- [Work to complete]: Scan the entries below for the word "usize". Copy out every line in which it occurs.
***
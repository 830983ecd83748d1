//! Coordinate transforms and grid-index lookup
//!
//! [`GridTransformer`] owns a grid definition and the projection built from
//! it, so repeated queries against the same grid reuse one projection.

use crate::errors::{CmaqGridError, Result};
use crate::grid::{CellCenterGrid, DomainBounds, GridDefinition};
use crate::projection::{build_projection, GridProjection, MapProjection, DEFAULT_EARTH_RADIUS};
use rayon::prelude::*;
use tracing::{debug, warn};

/// Column/row index of a grid cell, 0-based from the lower-left corner
#[derive(Debug, Clone, Copy, PartialEq, Eq, Hash)]
pub struct CellIndex {
    /// West-east (column) index
    pub i: usize,
    /// South-north (row) index
    pub j: usize,
}

/// Grid-aware forward/inverse transforms and index lookup
#[derive(Debug)]
pub struct GridTransformer {
    grid: GridDefinition,
    projection: GridProjection,
    earth_radius: f64,
    centers: CellCenterGrid,
    bounds: DomainBounds,
}

impl GridTransformer {
    /// Build a transformer using [`DEFAULT_EARTH_RADIUS`].
    ///
    /// # Errors
    ///
    /// Returns `InvalidGrid` for an invalid definition and
    /// `UnsupportedProjection` for lat-lon or unimplemented projection types.
    pub fn new(grid: GridDefinition) -> Result<Self> {
        Self::with_earth_radius(grid, DEFAULT_EARTH_RADIUS)
    }

    /// Build a transformer on a sphere of the given radius (m).
    ///
    /// # Errors
    ///
    /// Same as [`new`](Self::new), plus `InvalidGrid` for a non-positive radius.
    pub fn with_earth_radius(grid: GridDefinition, earth_radius: f64) -> Result<Self> {
        grid.validate()?;
        grid.ensure_projected("grid transforms")?;

        let projection = build_projection(&grid, earth_radius)?;
        let centers = grid.cell_centers()?;
        let bounds = grid.domain_bounds()?;

        debug!(
            projection = grid.projection_type.name(),
            columns = grid.column_count,
            rows = grid.row_count,
            earth_radius,
            "grid transformer ready"
        );

        Ok(Self {
            grid,
            projection,
            earth_radius,
            centers,
            bounds,
        })
    }

    #[must_use]
    pub fn projection(&self) -> &GridProjection {
        &self.projection
    }

    /// Cell centers of the grid
    #[must_use]
    pub fn cell_centers(&self) -> &CellCenterGrid {
        &self.centers
    }

    /// Bounding box of the outer cell corners
    #[must_use]
    pub fn domain_bounds(&self) -> DomainBounds {
        self.bounds
    }

    /// Transform one longitude/latitude point to projected x/y.
    ///
    /// # Errors
    ///
    /// Returns `Projection` if the point cannot be projected.
    pub fn lon_lat_to_xy_point(&self, lon: f64, lat: f64) -> Result<(f64, f64)> {
        self.projection.forward(lon, lat)
    }

    /// Transform one projected x/y point to longitude/latitude.
    ///
    /// # Errors
    ///
    /// Returns `Projection` if the point cannot be unprojected.
    pub fn xy_to_lon_lat_point(&self, x: f64, y: f64) -> Result<(f64, f64)> {
        self.projection.inverse(x, y)
    }

    /// Get the X and Y coordinates of (longitude, latitude) points.
    ///
    /// A point the projection cannot transform (e.g. the pole opposite the
    /// cone apex) comes back as `NaN` without stopping the rest of the batch.
    ///
    /// # Errors
    ///
    /// Returns `InputShapeMismatch` when `lons` and `lats` differ in length.
    pub fn lon_lat_to_xy(&self, lons: &[f64], lats: &[f64]) -> Result<(Vec<f64>, Vec<f64>)> {
        check_lengths(lons, lats)?;
        Ok(lons
            .iter()
            .zip(lats)
            .map(|(&lon, &lat)| or_nan(self.projection.forward(lon, lat), lon, lat))
            .unzip())
    }

    /// Get the longitude and latitude of projected X, Y points.
    ///
    /// Points that cannot be unprojected come back as `NaN`.
    ///
    /// # Errors
    ///
    /// Returns `InputShapeMismatch` when `xs` and `ys` differ in length.
    pub fn xy_to_lon_lat(&self, xs: &[f64], ys: &[f64]) -> Result<(Vec<f64>, Vec<f64>)> {
        check_lengths(xs, ys)?;
        Ok(xs
            .iter()
            .zip(ys)
            .map(|(&x, &y)| or_nan(self.projection.inverse(x, y), x, y))
            .unzip())
    }

    /// Get the grid indices of (longitude, latitude) points.
    ///
    /// Returns parallel `i` (column) and `j` (row) vectors in input order.
    /// Points outside the grid, or that cannot be projected, are `None` in
    /// both vectors and do not stop the rest of the batch.
    ///
    /// # Errors
    ///
    /// Returns `InputShapeMismatch` when `lons` and `lats` differ in length.
    pub fn lon_lat_to_indices(
        &self,
        lons: &[f64],
        lats: &[f64],
    ) -> Result<(Vec<Option<usize>>, Vec<Option<usize>>)> {
        check_lengths(lons, lats)?;
        let cells: Vec<Option<CellIndex>> = lons
            .iter()
            .zip(lats)
            .map(|(&lon, &lat)| {
                locate(&self.projection, &self.grid, &self.centers, &self.bounds, lon, lat)
            })
            .collect();
        Ok(split_cells(&cells))
    }

    /// Grid cell containing a single (longitude, latitude) point, or `None`
    /// if it falls outside the domain.
    ///
    /// # Errors
    ///
    /// Returns `Projection` if the point cannot be projected.
    pub fn lon_lat_to_cell(&self, lon: f64, lat: f64) -> Result<Option<CellIndex>> {
        let (x, y) = self.projection.forward(lon, lat)?;
        Ok(self.xy_to_cell(x, y))
    }

    /// Grid cell containing a projected point, or `None` outside the domain.
    #[must_use]
    pub fn xy_to_cell(&self, x: f64, y: f64) -> Option<CellIndex> {
        cell_for_xy(&self.grid, &self.centers, &self.bounds, x, y)
    }

    /// Same result as [`lon_lat_to_indices`](Self::lon_lat_to_indices),
    /// evaluated on the rayon thread pool.
    ///
    /// Each worker builds its own projection from the grid definition.
    ///
    /// # Errors
    ///
    /// Returns `InputShapeMismatch` when `lons` and `lats` differ in length.
    pub fn par_lon_lat_to_indices(
        &self,
        lons: &[f64],
        lats: &[f64],
    ) -> Result<(Vec<Option<usize>>, Vec<Option<usize>>)> {
        check_lengths(lons, lats)?;

        let grid = &self.grid;
        let centers = &self.centers;
        let bounds = &self.bounds;
        let earth_radius = self.earth_radius;

        debug!(
            points = lons.len(),
            threads = rayon::current_num_threads(),
            "parallel index lookup"
        );

        let cells: Vec<Option<CellIndex>> = lons
            .par_iter()
            .zip(lats.par_iter())
            .map_init(
                || build_projection(grid, earth_radius),
                |projection, (&lon, &lat)| match projection {
                    Ok(projection) => locate(&*projection, grid, centers, bounds, lon, lat),
                    Err(e) => {
                        warn!(error = %e, "worker failed to build projection");
                        None
                    }
                },
            )
            .collect();

        Ok(split_cells(&cells))
    }
}

fn check_lengths(first: &[f64], second: &[f64]) -> Result<()> {
    if first.len() == second.len() {
        Ok(())
    } else {
        Err(CmaqGridError::InputShapeMismatch {
            first: first.len(),
            second: second.len(),
        })
    }
}

fn or_nan(point: Result<(f64, f64)>, first: f64, second: f64) -> (f64, f64) {
    point.unwrap_or_else(|e| {
        debug!(first, second, error = %e, "point could not be transformed");
        (f64::NAN, f64::NAN)
    })
}

fn split_cells(cells: &[Option<CellIndex>]) -> (Vec<Option<usize>>, Vec<Option<usize>>) {
    cells
        .iter()
        .map(|cell| (cell.map(|c| c.i), cell.map(|c| c.j)))
        .unzip()
}

fn locate<P: MapProjection>(
    projection: &P,
    grid: &GridDefinition,
    centers: &CellCenterGrid,
    bounds: &DomainBounds,
    lon: f64,
    lat: f64,
) -> Option<CellIndex> {
    match projection.forward(lon, lat) {
        Ok((x, y)) => cell_for_xy(grid, centers, bounds, x, y),
        Err(e) => {
            debug!(lon, lat, error = %e, "point could not be projected, treating as outside domain");
            None
        }
    }
}

// The inside test uses the corner bounding box, so a point past the last
// center but within its half cell still resolves to the edge cell.
fn cell_for_xy(
    grid: &GridDefinition,
    centers: &CellCenterGrid,
    bounds: &DomainBounds,
    x: f64,
    y: f64,
) -> Option<CellIndex> {
    if !bounds.contains(x, y) {
        return None;
    }
    Some(CellIndex {
        i: nearest_center(centers.x[0], grid.cell_size_x, grid.column_count, x),
        j: nearest_center(centers.y[0], grid.cell_size_y, grid.row_count, y),
    })
}

/// Index of the nearest cell center on a uniform axis.
///
/// `ceil(offset - 0.5)` sends a point exactly between two centers to the
/// lower index, matching a first-minimum scan over `|center - value|`.
fn nearest_center(first_center: f64, step: f64, count: usize, value: f64) -> usize {
    let offset = (value - first_center) / step;
    let index = (offset - 0.5).ceil();
    if index <= 0.0 {
        0
    } else {
        (index as usize).min(count - 1)
    }
}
***
- [The answer]:
    pub i: usize,
    pub j: usize,
    ) -> Result<(Vec<Option<usize>>, Vec<Option<usize>>)> {
    ) -> Result<(Vec<Option<usize>>, Vec<Option<usize>>)> {
fn split_cells(cells: &[Option<CellIndex>]) -> (Vec<Option<usize>>, Vec<Option<usize>>) {
fn nearest_center(first_center: f64, step: f64, count: usize, value: f64) -> usize {
        (index as usize).min(count - 1)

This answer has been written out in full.